Kali 2.0 was released last week which means that we get to spend some time sifting through Offensive Security‘s latest release looking at all the new tools and tricks. Offensive Security promised us a better, more powerful penetration testing platform, and my preliminary look at 2.0 shows that they delivered.
The Look
Kali 2.0 switched over to the GNOME3 interface which brings a much needed update to the user experence. This new UI gives you a customizable favorites bar, which will certainly come in handy, having your common tools at the ready at all times. The new Applications menu in the top bar comes with new, easier-to-understand groupings. This is wonderful if you’d like to have a quick glance at all of your available applications.

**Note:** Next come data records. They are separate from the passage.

// =============================================================
//  Tests
// =============================================================

#[cfg(test)]
mod tests {
    use super::*;
    use crate::rt_local::test_support::{FakeTextures, TestPrintf};
    use crate::rt_model::test_bsp::single_triangle_map;
    use q2rt_common::q_shared::{vector_add, vector_length, Vec3};

    // ---------------------------------------------------------
    //  Hand-built map helpers
    // ---------------------------------------------------------

    fn axis_texinfo(image: Option<ImageDims>) -> MTexInfo {
        MTexInfo {
            vecs: [[1.0, 0.0, 0.0, 0.0], [0.0, 1.0, 0.0, 0.0]],
            name: "textures/e1u1/floor1_1.wal".to_string(),
            image,
            ..Default::default()
        }
    }

    fn map_base() -> MapRender {
        MapRender {
            name: "maps/handmade.bsp".to_string(),
            // edge 0 is a reserved dummy
            edges: vec![MEdge { v: [0, 0] }],
            texinfo: vec![axis_texinfo(None)],
            ..Default::default()
        }
    }

    fn push_verts(map: &mut MapRender, pts: &[Vec3]) {
        for &p in pts {
            map.vertexes.push(MVertex { position: p });
        }
    }

    fn expected_smooth_normal(contributions: &[Vec3]) -> Vec3 {
        let mut sum = [0.0; 3];
        for c in contributions {
            sum = vector_add(&sum, c);
        }
        vector_normalize(&mut sum);
        sum
    }

    fn assert_unit(v: &Vec3) {
        assert!((vector_length(v) - 1.0).abs() < 1e-5, "not unit length: {:?}", v);
    }

    // ---------------------------------------------------------
    //  Surfedge winding law
    // ---------------------------------------------------------

    #[test]
    fn positive_surfedge_takes_v0_negative_takes_v1() {
        let mut map = map_base();
        push_verts(&mut map, &[[0.0, 0.0, 0.0], [8.0, 0.0, 0.0], [8.0, 8.0, 0.0]]);
        map.edges.push(MEdge { v: [0, 1] }); // edge 1
        map.edges.push(MEdge { v: [2, 1] }); // edge 2, stored backwards
        map.edges.push(MEdge { v: [2, 0] }); // edge 3
        // loop 0 -> 1 -> 2 -> 0 needs edge 2 reversed
        map.surfedges = vec![1, -2, 3];
        map.surfaces = vec![MSurface { firstedge: 0, numedges: 3, texinfo: 0, ..Default::default() }];
        map.leaffaces = vec![0];
        map.leafs = vec![MLeaf { cluster: 0, area: 1, firstleafface: 0, numleaffaces: 1, ..Default::default() }];

        let ri = TestPrintf::new();
        let geo = build_leaf_geometry(&map, 0, &ri);

        // positions arrive in loop order: v0, v1, v2 (disk -> renderer mapping applied)
        assert_eq!(geo.vertices.len(), 3);
        assert_eq!(geo.vertices[0].position, [0.0, 0.0, 0.0]);
        assert_eq!(geo.vertices[1].position, [8.0, 0.0, 0.0]);
        assert_eq!(geo.vertices[2].position, [8.0, 0.0, -8.0]);
    }

    // ---------------------------------------------------------
    //  Triangulation
    // ---------------------------------------------------------

    #[test]
    fn quad_face_fans_into_two_triangles() {
        let mut map = map_base();
        push_verts(
            &mut map,
            &[[0.0, 0.0, 0.0], [16.0, 0.0, 0.0], [16.0, 16.0, 0.0], [0.0, 16.0, 0.0]],
        );
        map.edges.push(MEdge { v: [0, 1] });
        map.edges.push(MEdge { v: [1, 2] });
        map.edges.push(MEdge { v: [2, 3] });
        map.edges.push(MEdge { v: [3, 0] });
        map.surfedges = vec![1, 2, 3, 4];
        map.surfaces = vec![MSurface { firstedge: 0, numedges: 4, texinfo: 0, ..Default::default() }];
        map.leaffaces = vec![0];
        map.leafs = vec![MLeaf { cluster: 0, area: 1, firstleafface: 0, numleaffaces: 1, ..Default::default() }];

        let ri = TestPrintf::new();
        let geo = build_leaf_geometry(&map, 0, &ri);

        // N=4 edges -> N-2 = 2 triangles, fanned from vertex 0
        assert_eq!(geo.vertices.len(), 4);
        assert_eq!(geo.indices, vec![0, 1, 2, 0, 2, 3]);
        assert!(geo.indices.iter().all(|&i| (i as usize) < geo.vertices.len()));
    }

    // ---------------------------------------------------------
    //  Dedup
    // ---------------------------------------------------------

    #[test]
    fn same_vertex_under_different_texinfo_is_distinct() {
        let mut map = map_base();
        map.texinfo.push(axis_texinfo(Some(ImageDims { width: 64, height: 64 })));
        push_verts(&mut map, &[[0.0, 0.0, 0.0], [8.0, 0.0, 0.0], [0.0, 8.0, 0.0]]);
        map.edges.push(MEdge { v: [0, 1] });
        map.edges.push(MEdge { v: [1, 2] });
        map.edges.push(MEdge { v: [2, 0] });
        map.surfedges = vec![1, 2, 3];
        // the same loop under two texinfo contexts
        map.surfaces = vec![
            MSurface { firstedge: 0, numedges: 3, texinfo: 0, ..Default::default() },
            MSurface { firstedge: 0, numedges: 3, texinfo: 1, ..Default::default() },
        ];
        map.leaffaces = vec![0, 1];
        map.leafs = vec![MLeaf { cluster: 0, area: 1, firstleafface: 0, numleaffaces: 2, ..Default::default() }];

        let ri = TestPrintf::new();
        let geo = build_leaf_geometry(&map, 0, &ri);

        // distinct keys never alias: 3 vertices per texinfo context
        assert_eq!(geo.vertices.len(), 6);
        assert_eq!(geo.indices.len(), 6);
        // differing texture sizes produce differing uv0
        assert_ne!(geo.vertices[1].uv0, geo.vertices[4].uv0);
    }

    #[test]
    fn degenerate_face_registers_vertices_without_triangles() {
        let mut map = map_base();
        push_verts(&mut map, &[[0.0, 0.0, 0.0], [8.0, 0.0, 0.0], [0.0, 8.0, 0.0]]);
        map.edges.push(MEdge { v: [0, 1] });
        map.edges.push(MEdge { v: [1, 2] });
        map.edges.push(MEdge { v: [2, 0] });
        map.surfedges = vec![1, 2, 3];
        // face 0 is a two-edge degenerate; face 1 is the full loop
        map.surfaces = vec![
            MSurface { firstedge: 0, numedges: 2, texinfo: 0, ..Default::default() },
            MSurface { firstedge: 0, numedges: 3, texinfo: 0, ..Default::default() },
        ];
        map.leaffaces = vec![0, 1];
        map.leafs = vec![MLeaf { cluster: 0, area: 1, firstleafface: 0, numleaffaces: 2, ..Default::default() }];

        let ri = TestPrintf::new();
        let geo = build_leaf_geometry(&map, 0, &ri);

        // the degenerate face registered vertices 0 and 1; the valid face
        // reused them, so the leaf still has exactly 3 output vertices
        assert_eq!(geo.vertices.len(), 3);
        assert_eq!(geo.indices, vec![0, 1, 2]);
    }

    // ---------------------------------------------------------
    //  Leaf-face window truncation
    // ---------------------------------------------------------

    #[test]
    fn out_of_range_leafface_window_truncates_leaf_only() {
        let mut map = map_base();
        push_verts(&mut map, &[[0.0, 0.0, 0.0], [8.0, 0.0, 0.0], [0.0, 8.0, 0.0]]);
        map.edges.push(MEdge { v: [0, 1] });
        map.edges.push(MEdge { v: [1, 2] });
        map.edges.push(MEdge { v: [2, 0] });
        map.surfedges = vec![1, 2, 3];
        map.surfaces = vec![MSurface { firstedge: 0, numedges: 3, texinfo: 0, ..Default::default() }];
        map.leaffaces = vec![0];
        // the window claims 5 faces, only 1 exists
        map.leafs = vec![
            MLeaf { cluster: 0, area: 1, firstleafface: 0, numleaffaces: 5, ..Default::default() },
            MLeaf { cluster: 1, area: 1, firstleafface: 0, numleaffaces: 1, ..Default::default() },
        ];

        let ri = TestPrintf::new();
        let geos = build_leaf_geometries(&map, &ri);

        // the first face was still processed before the range ran out
        assert_eq!(geos[0].vertices.len(), 3);
        assert_eq!(geos[0].indices.len(), 3);
        assert!(ri.contains("bad leafface range in leaf 0"));
        // the other leaf is untouched
        assert_eq!(geos[1].vertices.len(), 3);
        assert!(!ri.contains("leaf 1"));
    }

    // ---------------------------------------------------------
    //  UVs
    // ---------------------------------------------------------

    #[test]
    fn uv_divides_by_texture_size_or_default() {
        let mut map = map_base();
        map.texinfo = vec![axis_texinfo(Some(ImageDims { width: 128, height: 64 }))];
        push_verts(&mut map, &[[128.0, 64.0, 0.0], [136.0, 64.0, 0.0], [128.0, 72.0, 0.0]]);
        map.edges.push(MEdge { v: [0, 1] });
        map.edges.push(MEdge { v: [1, 2] });
        map.edges.push(MEdge { v: [2, 0] });
        map.surfedges = vec![1, 2, 3];
        map.surfaces = vec![MSurface { firstedge: 0, numedges: 3, texinfo: 0, ..Default::default() }];
        map.leaffaces = vec![0];
        map.leafs = vec![MLeaf { cluster: 0, area: 1, firstleafface: 0, numleaffaces: 1, ..Default::default() }];

        let ri = TestPrintf::new();
        let geo = build_leaf_geometry(&map, 0, &ri);
        assert_eq!(geo.vertices[0].uv0, [1.0, 1.0]);

        // without a resolved texture the default 256x256 applies
        map.texinfo = vec![axis_texinfo(None)];
        let geo = build_leaf_geometry(&map, 0, &ri);
        assert_eq!(geo.vertices[0].uv0, [0.5, 0.25]);
        // uv1 is lightmap-density scaled, independent of the texture
        assert_eq!(geo.vertices[0].uv1, [8.0, 4.0]);
    }

    // ---------------------------------------------------------
    //  Normals and tangents (end-to-end through the loader)
    // ---------------------------------------------------------

    #[test]
    fn single_triangle_has_identical_unit_normals() {
        let data = single_triangle_map().build();
        let mut textures = FakeTextures::empty();
        let ri = TestPrintf::new();
        let map = MapRender::load("maps/test.bsp", &data, &mut textures, &ri).unwrap();

        let geo = &map.leaf_geometry[0];
        assert_eq!(geo.vertices.len(), 3);
        assert_eq!(geo.indices.len(), 3);

        let n0 = geo.vertices[0].normal;
        for v in &geo.vertices {
            assert_unit(&v.normal);
            assert_unit(&v.tangent);
            assert_eq!(v.normal, n0); // one shared face
        }
    }

    #[test]
    fn adjacent_faces_average_normals_at_shared_vertices() {
        // Two triangles sharing edge (v1, v2): A = (v0, v1, v2) flat in
        // the disk z=0 plane, B = (v1, v3, v2) tilted through v3.
        let mut map = map_base();
        push_verts(
            &mut map,
            &[
                [0.0, 0.0, 0.0],   // v0
                [16.0, 0.0, 0.0],  // v1
                [0.0, 16.0, 0.0],  // v2
                [16.0, 16.0, 8.0], // v3
            ],
        );
        map.edges.push(MEdge { v: [0, 1] }); // 1
        map.edges.push(MEdge { v: [1, 2] }); // 2
        map.edges.push(MEdge { v: [2, 0] }); // 3
        map.edges.push(MEdge { v: [1, 3] }); // 4
        map.edges.push(MEdge { v: [3, 2] }); // 5
        map.surfedges = vec![1, 2, 3, 4, 5, -2];
        map.surfaces = vec![
            MSurface { firstedge: 0, numedges: 3, texinfo: 0, ..Default::default() },
            MSurface { firstedge: 3, numedges: 3, texinfo: 0, ..Default::default() },
        ];
        map.leaffaces = vec![0, 1];
        map.leafs = vec![MLeaf { cluster: 0, area: 1, firstleafface: 0, numleaffaces: 2, ..Default::default() }];

        let ri = TestPrintf::new();
        let geo = build_leaf_geometry(&map, 0, &ri);

        // shared vertices deduplicated: v0..v3 -> 4 outputs, 2 triangles
        assert_eq!(geo.vertices.len(), 4);
        assert_eq!(geo.indices.len(), 6);
        // face B reuses output indices 1 and 2 for the shared edge
        assert_eq!(geo.indices[0..3], [0, 1, 2]);
        assert_eq!(geo.indices[3..6], [1, 3, 2]);

        // recompute the two unnormalized face normals in renderer space
        let p = |i: usize| geo.vertices[i].position;
        let na = cross_product(
            &vector_subtract(&p(1), &p(0)),
            &vector_subtract(&p(2), &p(0)),
        );
        let nb = cross_product(
            &vector_subtract(&p(3), &p(1)),
            &vector_subtract(&p(2), &p(1)),
        );

        let expected = expected_smooth_normal(&[na, nb]);
        for shared in [1usize, 2] {
            let n = geo.vertices[shared].normal;
            assert_unit(&n);
            for k in 0..3 {
                assert!((n[k] - expected[k]).abs() < 1e-5, "vertex {}: {:?} != {:?}", shared, n, expected);
            }
            // the averaged direction matches neither raw face normal
            let mut na_unit = na;
            vector_normalize(&mut na_unit);
            assert!((0..3).any(|k| (n[k] - na_unit[k]).abs() > 1e-4));
        }

        // unshared vertices carry their single face's normal
        assert_unit(&geo.vertices[0].normal);
        assert_unit(&geo.vertices[3].normal);
    }

    #[test]
    fn empty_leaf_produces_empty_mesh() {
        let mut map = map_base();
        map.leafs = vec![MLeaf { cluster: -1, area: 0, firstleafface: 0, numleaffaces: 0, ..Default::default() }];
        let ri = TestPrintf::new();
        let geo = build_leaf_geometry(&map, 0, &ri);
        assert!(geo.vertices.is_empty());
        assert!(geo.indices.is_empty());
        assert!(ri.messages.lock().is_empty());
    }
}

Better still, Kali 2.0 also natively supports KDE, Xfce, MATE, e17, lxde and i3wm so if you’re not a fan of the default, you can switch fairly easily to one that you’re more fond of.
The Tools
Kali 2.0 includes a variety of previously-unavailable-by-default toolset including Maltego, Responder from SpiderLabs, and a sleu of wireless penetration testing tools. All of these and more are accessible through the the multi-level navigation mentioned previously.
The Updates
One of my personal concerns with the previous version of Kali was that updates weren’t frequent enough and tools weren’t updated as often as they should. Kali 2.0 is now a rolling distribution, meaning more updates to both the operating system and the natively supported tools.
The Upgrade
Upgrading from Kali 1.0 to 2.0 is easy, just open up a terminal and run the following:
cat << EOF > /etc/apt/sources.list
deb http://http.kali.org/kali sana main non-free contrib
deb http://security.kali.org/kali-security/ sana/updates main contrib non-free
EOFapt-get update
apt-get dist-upgrade # get a coffee, or 10.
reboot
Some Post-Install Tips
Installing NVIDIA Drivers:
Half of the fun of installing most Linux distros is getting NVIDIA drivers to work properly. Luckily, Kali has documentation and easy to follow steps here.
Adding a Non-root User
If you’re like me, you don’t like using the user “root” for pretty much anything. Adding another user is easy. Just do the following:
root@kali:~# useradd -m muts -G sudo -s /bin/bash
root@kali:~# passwd muts
Enter new UNIX password:
Retype new UNIX password:
passwd: password updated successfully
Installing King Phisher
King Phisher is the must-have phishing application developed and maintained by our R&I team. Intalling this application is pretty easy.
cd /opt
sudo git clone https://github.com/securestate/king-phisher.git
sudo apt-get install libpq-dev python-dev
sudo pip install –upgrade psycopg2
cd king-phisher/
sudo pip install -r requirements.txt
cd tools
sudo ./install.sh
cd ..
./KingPhisher
Toggling That Sidebar On/Off
Straight from Offensive Security:
Basically, Offensive Security did a bang-up job upgrading the look and feel of Kali to something more modern and useable. I moved away from Kali 1.0 over the course of its lifecycle due to update and compatibility issues. Of course, as a pentester, logging in and opening a terminal minimizes the importance of the shiny UI (but it is a pretty nice upgrade). Thankfully, regular updates for both the tools and the operating systems are going to be pushed, and for the time being, I will be using Kali 2.0 as my main pentesting platform.